What is burning in a wood fire is components of the wood which have been converted to gasses by the heat of the flame.
When the flame is separated from the fuel, that requires that what is burning in the flame itself is in fact a gas.
The non-volatile components of the wood get oxidized too, except for what is left in the form of ash, but they do not form the flame.

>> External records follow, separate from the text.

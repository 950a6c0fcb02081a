//! Persistent storage for valid patient billing records.

pub mod error;
pub mod store;

pub use error::{Result, StoreError};
pub use store::RecordStore;

/// Default database file name inside the output directory.
pub const DEFAULT_DB_FILE: &str = "records.db";
//! SQLite record store.
//!
//! Valid records are upserted by patient id, so a later record with the
//! same id replaces the earlier one.

use std::path::Path;

use claims_model::Record;
use rusqlite::Connection;
use tracing::{debug, info};

use crate::error::{Result, StoreError};

const CREATE_TABLE: &str = "
    CREATE TABLE IF NOT EXISTS patient_records (
        patient_id TEXT PRIMARY KEY,
        health_card_number TEXT,
        version_code TEXT,
        date_of_birth TEXT,
        service_date TEXT
    )";

const UPSERT: &str = "
    INSERT OR REPLACE INTO patient_records
        (patient_id, health_card_number, version_code, date_of_birth, service_date)
    VALUES (?1, ?2, ?3, ?4, ?5)";

const SELECT_ALL: &str = "
    SELECT patient_id, health_card_number, version_code, date_of_birth, service_date
    FROM patient_records
    ORDER BY patient_id";

/// Relational store for valid records.
pub struct RecordStore {
    conn: Connection,
}

impl RecordStore {
    /// Open (or create) a database file and ensure the table exists.
    pub fn open(path: &Path) -> Result<Self> {
        let conn = Connection::open(path).map_err(|source| StoreError::Open {
            path: path.to_path_buf(),
            source,
        })?;
        conn.execute_batch(CREATE_TABLE)
            .map_err(|source| StoreError::Open {
                path: path.to_path_buf(),
                source,
            })?;
        debug!(path = %path.display(), "opened record store");
        Ok(Self { conn })
    }

    pub fn open_in_memory() -> Result<Self> {
        let conn = Connection::open_in_memory().map_err(StoreError::sql("open"))?;
        conn.execute_batch(CREATE_TABLE)
            .map_err(StoreError::sql("create table"))?;
        Ok(Self { conn })
    }

    /// Insert or replace one record.
    pub fn upsert_record(&self, record: &Record) -> Result<()> {
        self.conn
            .execute(UPSERT, record_params(record))
            .map_err(StoreError::sql("upsert"))?;
        Ok(())
    }

    /// Upsert records in one transaction. Returns the number written.
    pub fn insert_records(&mut self, records: &[Record]) -> Result<usize> {
        if records.is_empty() {
            return Ok(0);
        }

        let tx = self
            .conn
            .transaction()
            .map_err(StoreError::sql("begin transaction"))?;
        {
            let mut stmt = tx
                .prepare_cached(UPSERT)
                .map_err(StoreError::sql("prepare upsert"))?;
            for record in records {
                stmt.execute(record_params(record))
                    .map_err(StoreError::sql("upsert"))?;
            }
        }
        tx.commit().map_err(StoreError::sql("commit"))?;

        info!(record_count = records.len(), "stored valid records");
        Ok(records.len())
    }

    /// All stored records ordered by patient id.
    pub fn fetch_all(&self) -> Result<Vec<Record>> {
        let mut stmt = self
            .conn
            .prepare(SELECT_ALL)
            .map_err(StoreError::sql("prepare select"))?;
        let rows = stmt
            .query_map([], |row| {
                Ok(Record::new(
                    row.get(0)?,
                    row.get(1)?,
                    row.get(2)?,
                    row.get(3)?,
                    row.get(4)?,
                ))
            })
            .map_err(StoreError::sql("select"))?;
        rows.collect::<rusqlite::Result<Vec<_>>>()
            .map_err(StoreError::sql("read row"))
    }

    pub fn count(&self) -> Result<usize> {
        self.conn
            .query_row("SELECT COUNT(*) FROM patient_records", [], |row| row.get(0))
            .map_err(StoreError::sql("count"))
    }
}

fn record_params(
    record: &Record,
) -> (
    Option<&str>,
    Option<&str>,
    Option<&str>,
    Option<&str>,
    Option<&str>,
) {
    let [patient_id, health_card_number, version_code, date_of_birth, service_date] =
        record.values();
    (
        patient_id,
        health_card_number,
        version_code,
        date_of_birth,
        service_date,
    )
}
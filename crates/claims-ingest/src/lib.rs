//! Record ingestion.
//!
//! Turns a tabulated extract into [`Record`]s for the validator. Only the
//! shape of the table is checked here; field values stay raw.

pub mod csv_table;
pub mod error;
pub mod source;

pub use claims_model::Record;
pub use csv_table::{CsvTableSource, read_csv_records};
pub use error::{IngestError, Result};
pub use source::{RecordSource, rows_to_records};
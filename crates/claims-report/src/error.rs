use std::path::PathBuf;

use thiserror::Error;

/// Report output error.
#[derive(Debug, Error)]
pub enum ReportError {
    /// File I/O error.
    #[error("failed to {operation} {path}: {source}")]
    Io {
        operation: &'static str,
        path: PathBuf,
        #[source]
        source: std::io::Error,
    },

    /// Temp file couldn't be renamed into place.
    #[error("failed to move {temp_path} to {target_path}: {source}")]
    AtomicWriteFailed {
        temp_path: PathBuf,
        target_path: PathBuf,
        #[source]
        source: std::io::Error,
    },
}

/// Result type alias for report operations.
pub type Result<T> = std::result::Result<T, ReportError>;
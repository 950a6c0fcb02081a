//! Individual validation checks.
//!
//! Each check maps to exactly one field and one rule kind, so errors built
//! from a check can always be aggregated by either key.

use serde::{Deserialize, Serialize};

use crate::catalog::{FieldId, RuleKind};

/// Required health card number length.
pub const HEALTH_CARD_LENGTH: usize = 10;

/// Required version code length.
pub const VERSION_CODE_LENGTH: usize = 2;

/// Exclusive upper bound on patient age in whole years.
pub const MAX_AGE_YEARS: i32 = 150;

/// How far back a service date may lie, inclusive, in days.
pub const SERVICE_WINDOW_DAYS: i64 = 183;

/// A specific check that a record value failed.
#[derive(Debug, Clone, Copy, PartialEq, Eq, Hash, Serialize, Deserialize)]
#[serde(rename_all = "snake_case")]
pub enum Check {
    // Health card number
    HealthCardMissing,
    HealthCardLength,
    HealthCardNonDigit,
    HealthCardChecksum,

    // Version code
    VersionCodeMissing,
    VersionCodeLength,
    VersionCodeCase,

    // Date of birth
    DateOfBirthMissing,
    DateOfBirthFormat,
    DateOfBirthInFuture,
    DateOfBirthTooOld,

    // Service date
    ServiceDateMissing,
    ServiceDateFormat,
    ServiceDateInFuture,
    ServiceDateTooOld,
    ServiceDateBeforeBirth,
}

impl Check {
    /// Every check, grouped by field in column order.
    pub const fn all() -> &'static [Self] {
        &[
            Self::HealthCardMissing,
            Self::HealthCardLength,
            Self::HealthCardNonDigit,
            Self::HealthCardChecksum,
            Self::VersionCodeMissing,
            Self::VersionCodeLength,
            Self::VersionCodeCase,
            Self::DateOfBirthMissing,
            Self::DateOfBirthFormat,
            Self::DateOfBirthInFuture,
            Self::DateOfBirthTooOld,
            Self::ServiceDateMissing,
            Self::ServiceDateFormat,
            Self::ServiceDateInFuture,
            Self::ServiceDateTooOld,
            Self::ServiceDateBeforeBirth,
        ]
    }

    /// Short stable identifier.
    pub fn code(&self) -> &'static str {
        match self {
            Check::HealthCardMissing => "HCN001",
            Check::HealthCardLength => "HCN002",
            Check::HealthCardNonDigit => "HCN003",
            Check::HealthCardChecksum => "HCN004",
            Check::VersionCodeMissing => "VER001",
            Check::VersionCodeLength => "VER002",
            Check::VersionCodeCase => "VER003",
            Check::DateOfBirthMissing => "DOB001",
            Check::DateOfBirthFormat => "DOB002",
            Check::DateOfBirthInFuture => "DOB003",
            Check::DateOfBirthTooOld => "DOB004",
            Check::ServiceDateMissing => "SVC001",
            Check::ServiceDateFormat => "SVC002",
            Check::ServiceDateInFuture => "SVC003",
            Check::ServiceDateTooOld => "SVC004",
            Check::ServiceDateBeforeBirth => "SVC005",
        }
    }

    pub fn field(&self) -> FieldId {
        match self {
            Check::HealthCardMissing
            | Check::HealthCardLength
            | Check::HealthCardNonDigit
            | Check::HealthCardChecksum => FieldId::HealthCardNumber,
            Check::VersionCodeMissing | Check::VersionCodeLength | Check::VersionCodeCase => {
                FieldId::VersionCode
            }
            Check::DateOfBirthMissing
            | Check::DateOfBirthFormat
            | Check::DateOfBirthInFuture
            | Check::DateOfBirthTooOld => FieldId::DateOfBirth,
            Check::ServiceDateMissing
            | Check::ServiceDateFormat
            | Check::ServiceDateInFuture
            | Check::ServiceDateTooOld
            | Check::ServiceDateBeforeBirth => FieldId::ServiceDate,
        }
    }

    pub fn rule(&self) -> RuleKind {
        match self {
            Check::HealthCardMissing
            | Check::VersionCodeMissing
            | Check::DateOfBirthMissing
            | Check::ServiceDateMissing => RuleKind::Missing,
            Check::HealthCardLength
            | Check::HealthCardNonDigit
            | Check::HealthCardChecksum
            | Check::VersionCodeLength
            | Check::VersionCodeCase
            | Check::DateOfBirthFormat
            | Check::ServiceDateFormat => RuleKind::Invalid,
            Check::DateOfBirthInFuture
            | Check::DateOfBirthTooOld
            | Check::ServiceDateInFuture
            | Check::ServiceDateTooOld
            | Check::ServiceDateBeforeBirth => RuleKind::Range,
        }
    }

    /// User-facing message for this check.
    pub fn message(&self) -> String {
        match self {
            Check::HealthCardMissing => "The health card number is missing".to_string(),
            Check::HealthCardLength => format!(
                "The health card number must be exactly {HEALTH_CARD_LENGTH} characters"
            ),
            Check::HealthCardNonDigit => {
                "The health card number contains non-digit characters".to_string()
            }
            Check::HealthCardChecksum => {
                "The health card number failed MOD 10 validation".to_string()
            }
            Check::VersionCodeMissing => "The health card version code is missing".to_string(),
            Check::VersionCodeLength => format!(
                "The health card version code must be exactly {VERSION_CODE_LENGTH} characters"
            ),
            Check::VersionCodeCase => {
                "The health card version code must be uppercase letters".to_string()
            }
            Check::DateOfBirthMissing => "The date of birth is missing".to_string(),
            Check::DateOfBirthFormat => {
                "The date of birth must be in the form YYYY-MM-DD".to_string()
            }
            Check::DateOfBirthInFuture => "The patient must be at least 0 years old".to_string(),
            Check::DateOfBirthTooOld => {
                format!("The patient must be less than {MAX_AGE_YEARS} years old")
            }
            Check::ServiceDateMissing => "The service date is missing".to_string(),
            Check::ServiceDateFormat => {
                "The service date must be in the form YYYY-MM-DD".to_string()
            }
            Check::ServiceDateInFuture => "The service date cannot be in the future".to_string(),
            Check::ServiceDateTooOld => format!(
                "The service date cannot be more than {SERVICE_WINDOW_DAYS} days in the past"
            ),
            Check::ServiceDateBeforeBirth => {
                "The service date cannot be before the date of birth".to_string()
            }
        }
    }
}
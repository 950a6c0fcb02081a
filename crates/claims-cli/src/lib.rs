//! Library side of the `claims` runner: logging setup and the run pipeline.

pub mod logging;
pub mod pipeline;
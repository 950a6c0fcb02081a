//! CLI argument definitions for the claims validator.

use std::path::PathBuf;

use chrono::NaiveDate;
use clap::{Parser, Subcommand, ValueEnum};
use clap_verbosity_flag::{Verbosity, WarnLevel};
use claims_cli::pipeline::ReportFormat;
use claims_validate::DATE_FORMAT;
use claims_validate::checks::parse_date as parse_iso_date;
use colorchoice_clap::Color;

#[derive(Parser)]
#[command(
    name = "claims",
    version,
    about = "Validate patient billing records and report data quality",
    long_about = "Validate patient billing records extracted from a CSV table.\n\n\
                  Checks health card numbers (MOD-10), version codes, birth and\n\
                  service dates, then writes the valid records, an error report,\n\
                  and a SQLite copy of the valid records."
)]
pub struct Cli {
    #[command(subcommand)]
    pub command: Command,

    /// Adjust log verbosity (-v for info, -vv for debug, -q for errors only).
    #[command(flatten)]
    pub verbosity: Verbosity<WarnLevel>,

    /// Control ANSI color output (auto, always, never).
    #[command(flatten)]
    pub color: Color,

    /// Explicit log level (overrides -v/-q flags).
    #[arg(long = "log-level", value_enum, global = true)]
    pub log_level: Option<LogLevelArg>,

    /// Log output format (pretty for human, json for machine parsing).
    #[arg(
        long = "log-format",
        value_enum,
        default_value = "pretty",
        global = true
    )]
    pub log_format: LogFormatArg,

    /// Write logs to a file instead of stderr.
    #[arg(long = "log-file", value_name = "PATH", global = true)]
    pub log_file: Option<PathBuf>,

    /// Allow patient identifiers and field values in log output.
    #[arg(long = "log-data", global = true)]
    pub log_data: bool,
}

#[derive(Subcommand)]
pub enum Command {
    /// Validate a CSV extract and write outputs.
    Run(RunArgs),

    /// List rule kinds, fields and checks.
    Rules,
}

#[derive(Parser)]
pub struct RunArgs {
    /// CSV file with a header row and five columns per record.
    #[arg(value_name = "INPUT")]
    pub input: PathBuf,

    /// Output directory for generated files (default: <INPUT dir>/output).
    #[arg(long = "output-dir", value_name = "DIR")]
    pub output_dir: Option<PathBuf>,

    /// Reference date for age and service-window checks (default: today).
    #[arg(long = "today", value_name = "YYYY-MM-DD", value_parser = parse_date)]
    pub today: Option<NaiveDate>,

    /// Report files to write.
    #[arg(long = "report", value_enum, default_value = "both")]
    pub report: ReportArg,

    /// Skip writing valid records to the SQLite store.
    #[arg(long = "no-store")]
    pub no_store: bool,

    /// Worker threads for validation.
    #[arg(long = "jobs", value_name = "N", default_value_t = 1)]
    pub jobs: usize,

    /// Validate and print the summary without writing output files.
    #[arg(long = "dry-run")]
    pub dry_run: bool,

    /// Exit with status 1 when any record is invalid.
    #[arg(long = "fail-on-invalid")]
    pub fail_on_invalid: bool,
}

#[derive(Clone, Copy, ValueEnum)]
pub enum ReportArg {
    Text,
    Json,
    Both,
}

impl From<ReportArg> for ReportFormat {
    fn from(arg: ReportArg) -> Self {
        match arg {
            ReportArg::Text => ReportFormat::Text,
            ReportArg::Json => ReportFormat::Json,
            ReportArg::Both => ReportFormat::Both,
        }
    }
}

/// CLI log level choices.
#[derive(Clone, Copy, ValueEnum)]
pub enum LogLevelArg {
    Error,
    Warn,
    Info,
    Debug,
    Trace,
}

/// CLI log format choices.
#[derive(Clone, Copy, ValueEnum)]
pub enum LogFormatArg {
    Pretty,
    Compact,
    Json,
}

fn parse_date(value: &str) -> Result<NaiveDate, String> {
    parse_iso_date(value).ok_or_else(|| format!("expected a calendar date in {DATE_FORMAT} form"))
}
//! RPC error types and their HTTP mapping.

use axum::extract::rejection::JsonRejection;
use axum::http::{HeaderName, HeaderValue, StatusCode};
use axum::response::{IntoResponse, Response};
use axum::Json;
use presence_verification::VerificationError;
use serde::{Deserialize, Serialize};
use thiserror::Error;

#[derive(Debug, Error)]
pub enum RpcError {
    #[error(transparent)]
    Verification(#[from] VerificationError),

    #[error("invalid request: {0}")]
    InvalidRequest(String),

    #[error("configuration error: {0}")]
    Config(String),

    #[error("metrics error: {0}")]
    Metrics(#[from] prometheus::Error),

    #[error("server error: {0}")]
    Server(String),
}

/// Stable, machine-readable error codes returned in every error body and in
/// the `x-error-code` header.
#[derive(Debug, Clone, Copy, PartialEq, Eq, Serialize, Deserialize)]
#[serde(rename_all = "SCREAMING_SNAKE_CASE")]
pub enum ErrorCode {
    AuthenticationRequired,
    VenueNotFound,
    VenueNotOpen,
    MalformedCode,
    StorageUnavailable,
    ValidationFailed,
    InvalidRequest,
    InternalError,
}

impl ErrorCode {
    pub fn as_str(&self) -> &'static str {
        match self {
            Self::AuthenticationRequired => "AUTHENTICATION_REQUIRED",
            Self::VenueNotFound => "VENUE_NOT_FOUND",
            Self::VenueNotOpen => "VENUE_NOT_OPEN",
            Self::MalformedCode => "MALFORMED_CODE",
            Self::StorageUnavailable => "STORAGE_UNAVAILABLE",
            Self::ValidationFailed => "VALIDATION_FAILED",
            Self::InvalidRequest => "INVALID_REQUEST",
            Self::InternalError => "INTERNAL_ERROR",
        }
    }

    pub fn http_status(&self) -> StatusCode {
        match self {
            Self::AuthenticationRequired => StatusCode::UNAUTHORIZED,
            Self::VenueNotFound => StatusCode::NOT_FOUND,
            Self::VenueNotOpen => StatusCode::CONFLICT,
            Self::MalformedCode | Self::InvalidRequest => StatusCode::BAD_REQUEST,
            Self::ValidationFailed => StatusCode::UNPROCESSABLE_ENTITY,
            Self::StorageUnavailable => StatusCode::SERVICE_UNAVAILABLE,
            Self::InternalError => StatusCode::INTERNAL_SERVER_ERROR,
        }
    }
}

impl std::fmt::Display for ErrorCode {
    fn fmt(&self, f: &mut std::fmt::Formatter<'_>) -> std::fmt::Result {
        f.write_str(self.as_str())
    }
}

#[derive(Debug, Clone, Serialize, Deserialize)]
pub struct ErrorBody {
    pub error: ErrorDetails,
}

#[derive(Debug, Clone, Serialize, Deserialize)]
pub struct ErrorDetails {
    pub code: ErrorCode,
    pub message: String,
    /// Whether the same request may succeed if retried later.
    pub retryable: bool,
}

impl RpcError {
    pub fn code(&self) -> ErrorCode {
        match self {
            RpcError::Verification(e) => match e {
                VerificationError::AuthenticationRequired => ErrorCode::AuthenticationRequired,
                VerificationError::VenueNotFound(_) => ErrorCode::VenueNotFound,
                VerificationError::VenueNotOpen { .. } => ErrorCode::VenueNotOpen,
                VerificationError::MalformedCode(_) => ErrorCode::MalformedCode,
                VerificationError::StorageUnavailable(_) => ErrorCode::StorageUnavailable,
                VerificationError::ValidationFailed(_) => ErrorCode::ValidationFailed,
            },
            RpcError::InvalidRequest(_) => ErrorCode::InvalidRequest,
            RpcError::Config(_) | RpcError::Metrics(_) | RpcError::Server(_) => {
                ErrorCode::InternalError
            }
        }
    }

    pub fn is_retryable(&self) -> bool {
        match self {
            RpcError::Verification(e) => e.is_retryable(),
            _ => false,
        }
    }

    pub fn body(&self) -> ErrorBody {
        let code = self.code();
        // Storage and internal details stay in the logs.
        let message = match code {
            ErrorCode::StorageUnavailable => "storage is temporarily unavailable".to_string(),
            ErrorCode::InternalError => "internal error".to_string(),
            _ => self.to_string(),
        };
        ErrorBody {
            error: ErrorDetails {
                code,
                message,
                retryable: self.is_retryable(),
            },
        }
    }
}

/// Bodies that fail to parse get the same error shape as everything else.
impl From<JsonRejection> for RpcError {
    fn from(rejection: JsonRejection) -> Self {
        RpcError::InvalidRequest(rejection.body_text())
    }
}

impl IntoResponse for RpcError {
    fn into_response(self) -> Response {
        let code = self.code();
        if matches!(code, ErrorCode::StorageUnavailable | ErrorCode::InternalError) {
            tracing::warn!(error = %self, %code, "request failed");
        } else {
            tracing::debug!(error = %self, %code, "request rejected");
        }
        let mut response = (code.http_status(), Json(self.body())).into_response();
        response.headers_mut().insert(
            HeaderName::from_static("x-error-code"),
            HeaderValue::from_static(code.as_str()),
        );
        response
    }
}
//! Service configuration with TOML file support.

use serde::{Deserialize, Serialize};
use std::path::PathBuf;

use presence_types::{Coordinate, Venue, VenueId, VenueSecret, VenueStatus, VerificationParams};

use crate::RpcError;

/// Configuration for a presence service instance.
///
/// Can be loaded from a TOML file via [`ServiceConfig::from_toml_file`] or
/// built programmatically (e.g. for tests).
#[derive(Clone, Debug, Serialize, Deserialize)]
pub struct ServiceConfig {
    /// Data directory for the LMDB environment.
    #[serde(default = "default_data_dir")]
    pub data_dir: PathBuf,

    /// LMDB map size in MiB.
    #[serde(default = "default_map_size_mb")]
    pub map_size_mb: usize,

    /// HTTP API port.
    #[serde(default = "default_rpc_port")]
    pub rpc_port: u16,

    /// Allowed CORS origins. Empty disables CORS, `"*"` allows any origin.
    #[serde(default)]
    pub cors_allow_origins: Vec<String>,

    /// Whether to expose the Prometheus `/metrics` endpoint.
    #[serde(default = "default_true")]
    pub enable_metrics: bool,

    /// Log format: "human" or "json".
    #[serde(default = "default_log_format")]
    pub log_format: String,

    /// Log level filter: "trace", "debug", "info", "warn", "error".
    #[serde(default = "default_log_level")]
    pub log_level: String,

    /// Code rotation and proximity parameters.
    #[serde(default)]
    pub verification: VerificationParams,

    /// Venues written to the store at startup. Meant for development setups;
    /// production venues arrive through onboarding.
    #[serde(default)]
    pub venues: Vec<SeedVenue>,
}

/// A venue as written in the config file.
#[derive(Clone, Debug, Serialize, Deserialize)]
pub struct SeedVenue {
    pub id: String,
    pub name: String,
    pub latitude: f64,
    pub longitude: f64,
    #[serde(default = "default_seed_status")]
    pub status: VenueStatus,
    /// Code rotation secret, hex encoded.
    pub secret_hex: String,
    #[serde(default)]
    pub max_range_meters: Option<f64>,
}

// ── Serde default helpers ──────────────────────────────────────────────

fn default_data_dir() -> PathBuf {
    PathBuf::from("./presence_data")
}

fn default_map_size_mb() -> usize {
    256
}

fn default_rpc_port() -> u16 {
    7480
}

fn default_true() -> bool {
    true
}

fn default_log_format() -> String {
    "human".to_string()
}

fn default_log_level() -> String {
    "info".to_string()
}

fn default_seed_status() -> VenueStatus {
    VenueStatus::Confirmed
}

// ── Impl ───────────────────────────────────────────────────────────────

impl SeedVenue {
    pub fn to_venue(&self) -> Result<Venue, RpcError> {
        let invalid = |what: String| RpcError::Config(format!("venue {:?}: {what}", self.id));
        let id = VenueId::parse(self.id.clone()).map_err(|e| invalid(e.to_string()))?;
        let location =
            Coordinate::new(self.latitude, self.longitude).map_err(|e| invalid(e.to_string()))?;
        let secret_bytes =
            hex::decode(self.secret_hex.trim()).map_err(|e| invalid(format!("secret_hex: {e}")))?;
        let secret = VenueSecret::new(secret_bytes).map_err(|e| invalid(e.to_string()))?;
        let venue = Venue {
            id,
            name: self.name.clone(),
            location,
            status: self.status,
            secret,
            max_range_meters: self.max_range_meters,
        };
        venue.validate().map_err(|e| invalid(e.to_string()))?;
        Ok(venue)
    }
}

impl ServiceConfig {
    /// Load configuration from a TOML file.
    pub fn from_toml_file(path: &std::path::Path) -> Result<Self, RpcError> {
        let content = std::fs::read_to_string(path)
            .map_err(|e| RpcError::Config(format!("{}: {e}", path.display())))?;
        Self::from_toml_str(&content)
    }

    /// Parse configuration from a TOML string.
    pub fn from_toml_str(s: &str) -> Result<Self, RpcError> {
        toml::from_str(s).map_err(|e| RpcError::Config(e.to_string()))
    }

    /// Serialize the configuration to a TOML string.
    pub fn to_toml_string(&self) -> Result<String, RpcError> {
        toml::to_string_pretty(self).map_err(|e| RpcError::Config(e.to_string()))
    }

    pub fn map_size_bytes(&self) -> usize {
        self.map_size_mb.saturating_mul(1024 * 1024)
    }

    /// Check parameters and decode every seeded venue.
    pub fn seed_venues(&self) -> Result<Vec<Venue>, RpcError> {
        self.venues.iter().map(SeedVenue::to_venue).collect()
    }

    pub fn validate(&self) -> Result<(), RpcError> {
        self.verification
            .validate()
            .map_err(|e| RpcError::Config(e.to_string()))?;
        if self.map_size_mb == 0 {
            return Err(RpcError::Config("map_size_mb must be positive".into()));
        }
        self.seed_venues().map(|_| ())
    }
}

impl Default for ServiceConfig {
    fn default() -> Self {
        Self {
            data_dir: default_data_dir(),
            map_size_mb: default_map_size_mb(),
            rpc_port: default_rpc_port(),
            cors_allow_origins: Vec::new(),
            enable_metrics: default_true(),
            log_format: default_log_format(),
            log_level: default_log_level(),
            verification: VerificationParams::default(),
            venues: Vec::new(),
        }
    }
}

#[cfg(test)]
mod tests {
    use super::*;

    const SEEDED: &str = r#"
        rpc_port = 9000

        [verification]
        code_window_secs = 60

        [[venues]]
        id = "popup-seoul"
        name = "Seoul Popup"
        latitude = 37.5665
        longitude = 126.9780
        secret_hex = "000102030405060708090a0b0c0d0e0f"

        [[venues]]
        id = "popup-busan"
        name = "Busan Popup"
        latitude = 35.1796
        longitude = 129.0756
        status = "pending"
        secret_hex = "0f0e0d0c0b0a09080706050403020100"
        max_range_meters = 250.0
    "#;

    #[test]
    fn default_config_round_trips_through_toml() {
        let config = ServiceConfig::default();
        let toml_str = config.to_toml_string().expect("serializable");
        let parsed = ServiceConfig::from_toml_str(&toml_str).expect("should parse");
        assert_eq!(parsed.rpc_port, config.rpc_port);
        assert_eq!(parsed.verification, config.verification);
    }

    #[test]
    fn minimal_toml_uses_defaults() {
        let config = ServiceConfig::from_toml_str("").expect("empty toml should use defaults");
        assert_eq!(config.rpc_port, 7480);
        assert_eq!(config.log_format, "human");
        assert_eq!(config.verification.code_digits, 6);
        assert_eq!(config.verification.code_window_secs, 30);
        assert!(config.venues.is_empty());
        assert!(config.validate().is_ok());
    }

    #[test]
    fn seeded_venues_decode() {
        let config = ServiceConfig::from_toml_str(SEEDED).expect("should parse");
        assert_eq!(config.rpc_port, 9000);
        assert_eq!(config.verification.code_window_secs, 60);
        assert_eq!(config.verification.code_digits, 6); // default

        let venues = config.seed_venues().expect("valid venues");
        assert_eq!(venues.len(), 2);
        assert_eq!(venues[0].status, VenueStatus::Confirmed);
        assert_eq!(venues[0].secret.as_bytes()[15], 0x0f);
        assert_eq!(venues[1].status, VenueStatus::Pending);
        assert_eq!(venues[1].max_range_meters, Some(250.0));
    }

    #[test]
    fn short_secret_is_a_config_error() {
        let mut config = ServiceConfig::default();
        config.venues.push(SeedVenue {
            id: "v".into(),
            name: "V".into(),
            latitude: 0.0,
            longitude: 0.0,
            status: VenueStatus::Confirmed,
            secret_hex: "abcd".into(),
            max_range_meters: None,
        });
        assert!(matches!(config.validate(), Err(RpcError::Config(_))));
    }

    #[test]
    fn bad_window_is_a_config_error() {
        let config = ServiceConfig::from_toml_str("[verification]\ncode_window_secs = 0")
            .expect("should parse");
        assert!(matches!(config.validate(), Err(RpcError::Config(_))));
    }

    #[test]
    fn missing_file_returns_config_error() {
        let result = ServiceConfig::from_toml_file(std::path::Path::new("/nonexistent/presence.toml"));
        assert!(matches!(result, Err(RpcError::Config(_))));
    }
}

I do not know enough about solid rocket fuel to say for sure, but I suspect that it volatilizes too.
 

qcroanoke

Sometimes I don't know if I'm the boxer or the bag
Location
Roanoke, VA.
Occupation
Sorta retired........
What is burning in a wood fire is components of the wood which have been converted to gasses by the heat of the flame.
When the flame is separated from the fuel, that requires that what is burning in the flame itself is in fact a gas.
The non-volatile components of the wood get oxidized too, except for what is left in the form of ash, but they do not form the flame.
well, that goes without saying.........

:huh: :lol:
 

ggunn

PE (Electrical), NABCEP certified
Location
Austin, TX, USA
Occupation
Consulting Electrical Engineer - Photovoltaic Systems
The short answer is no, oxygen is not an explosive gas but it can make other stuff explosive.